::: Material for the task :::

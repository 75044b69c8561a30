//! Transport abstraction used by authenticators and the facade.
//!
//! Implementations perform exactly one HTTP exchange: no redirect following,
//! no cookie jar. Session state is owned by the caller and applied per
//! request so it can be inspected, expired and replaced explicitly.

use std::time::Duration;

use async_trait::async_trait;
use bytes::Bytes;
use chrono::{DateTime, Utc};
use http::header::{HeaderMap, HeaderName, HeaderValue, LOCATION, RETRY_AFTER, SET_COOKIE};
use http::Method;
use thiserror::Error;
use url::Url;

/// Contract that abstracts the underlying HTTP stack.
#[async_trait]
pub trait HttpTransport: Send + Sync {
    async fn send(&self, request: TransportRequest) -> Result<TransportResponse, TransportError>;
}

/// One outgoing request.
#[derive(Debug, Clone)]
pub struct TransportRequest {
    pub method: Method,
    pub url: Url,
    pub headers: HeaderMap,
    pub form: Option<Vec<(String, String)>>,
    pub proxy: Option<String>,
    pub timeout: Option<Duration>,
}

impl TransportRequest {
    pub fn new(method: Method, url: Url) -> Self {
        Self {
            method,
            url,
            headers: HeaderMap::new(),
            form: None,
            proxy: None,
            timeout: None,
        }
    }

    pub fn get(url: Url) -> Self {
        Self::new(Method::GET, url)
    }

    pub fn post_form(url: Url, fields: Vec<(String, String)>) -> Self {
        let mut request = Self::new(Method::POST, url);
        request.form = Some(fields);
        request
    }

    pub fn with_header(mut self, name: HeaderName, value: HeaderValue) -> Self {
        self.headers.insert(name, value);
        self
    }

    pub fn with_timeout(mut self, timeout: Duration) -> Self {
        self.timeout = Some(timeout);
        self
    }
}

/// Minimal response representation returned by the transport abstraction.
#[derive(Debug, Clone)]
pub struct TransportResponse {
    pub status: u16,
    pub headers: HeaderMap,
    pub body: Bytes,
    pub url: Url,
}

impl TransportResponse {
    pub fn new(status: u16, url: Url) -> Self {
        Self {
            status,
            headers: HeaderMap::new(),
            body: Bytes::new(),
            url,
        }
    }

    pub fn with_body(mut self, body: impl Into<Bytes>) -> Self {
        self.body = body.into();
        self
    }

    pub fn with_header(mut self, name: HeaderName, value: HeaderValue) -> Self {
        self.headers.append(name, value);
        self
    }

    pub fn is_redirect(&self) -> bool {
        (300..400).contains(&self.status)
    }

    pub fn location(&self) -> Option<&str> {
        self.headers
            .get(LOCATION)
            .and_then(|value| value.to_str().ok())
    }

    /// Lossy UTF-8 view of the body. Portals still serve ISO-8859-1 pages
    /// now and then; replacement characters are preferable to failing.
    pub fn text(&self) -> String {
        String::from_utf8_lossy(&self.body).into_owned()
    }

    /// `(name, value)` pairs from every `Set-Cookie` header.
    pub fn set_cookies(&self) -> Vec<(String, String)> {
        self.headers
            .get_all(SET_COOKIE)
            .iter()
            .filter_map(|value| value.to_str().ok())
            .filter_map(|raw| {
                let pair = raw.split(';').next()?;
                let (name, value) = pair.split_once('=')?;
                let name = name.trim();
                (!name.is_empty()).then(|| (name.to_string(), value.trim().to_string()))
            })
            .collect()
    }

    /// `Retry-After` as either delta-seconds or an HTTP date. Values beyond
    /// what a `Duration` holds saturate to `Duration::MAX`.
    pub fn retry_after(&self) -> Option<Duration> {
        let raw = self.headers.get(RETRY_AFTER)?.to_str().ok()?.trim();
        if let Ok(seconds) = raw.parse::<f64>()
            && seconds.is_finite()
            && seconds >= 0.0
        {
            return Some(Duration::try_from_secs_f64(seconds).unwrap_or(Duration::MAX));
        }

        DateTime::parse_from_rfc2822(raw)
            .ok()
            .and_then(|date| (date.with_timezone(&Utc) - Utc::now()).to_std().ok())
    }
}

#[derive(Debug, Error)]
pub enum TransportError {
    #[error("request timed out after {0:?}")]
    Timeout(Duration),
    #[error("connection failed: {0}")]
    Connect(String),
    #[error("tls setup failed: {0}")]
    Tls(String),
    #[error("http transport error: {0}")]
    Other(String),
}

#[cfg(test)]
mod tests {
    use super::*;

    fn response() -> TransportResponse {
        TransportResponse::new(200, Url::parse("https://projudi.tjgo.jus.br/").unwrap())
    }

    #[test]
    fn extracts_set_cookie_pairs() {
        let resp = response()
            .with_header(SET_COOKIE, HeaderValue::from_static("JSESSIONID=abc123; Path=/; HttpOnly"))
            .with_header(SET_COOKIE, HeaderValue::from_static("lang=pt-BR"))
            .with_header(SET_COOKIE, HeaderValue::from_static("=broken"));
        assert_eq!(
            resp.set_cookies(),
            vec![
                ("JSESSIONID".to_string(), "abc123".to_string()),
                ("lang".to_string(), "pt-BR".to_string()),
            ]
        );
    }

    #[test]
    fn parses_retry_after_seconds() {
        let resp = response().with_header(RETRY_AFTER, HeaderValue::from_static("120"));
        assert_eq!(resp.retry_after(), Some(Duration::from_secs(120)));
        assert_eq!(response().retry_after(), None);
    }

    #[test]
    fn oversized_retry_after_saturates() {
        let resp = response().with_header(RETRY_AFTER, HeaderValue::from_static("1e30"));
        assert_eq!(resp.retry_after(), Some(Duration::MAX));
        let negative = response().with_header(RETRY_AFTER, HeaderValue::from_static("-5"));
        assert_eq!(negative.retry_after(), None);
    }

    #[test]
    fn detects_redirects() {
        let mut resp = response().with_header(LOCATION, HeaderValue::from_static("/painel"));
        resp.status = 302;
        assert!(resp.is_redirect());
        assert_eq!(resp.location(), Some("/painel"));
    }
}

:::

Lines above that contain the string "DateTime" make up the answer.

Task answer:
use chrono::{DateTime, Utc};
        DateTime::parse_from_rfc2822(raw)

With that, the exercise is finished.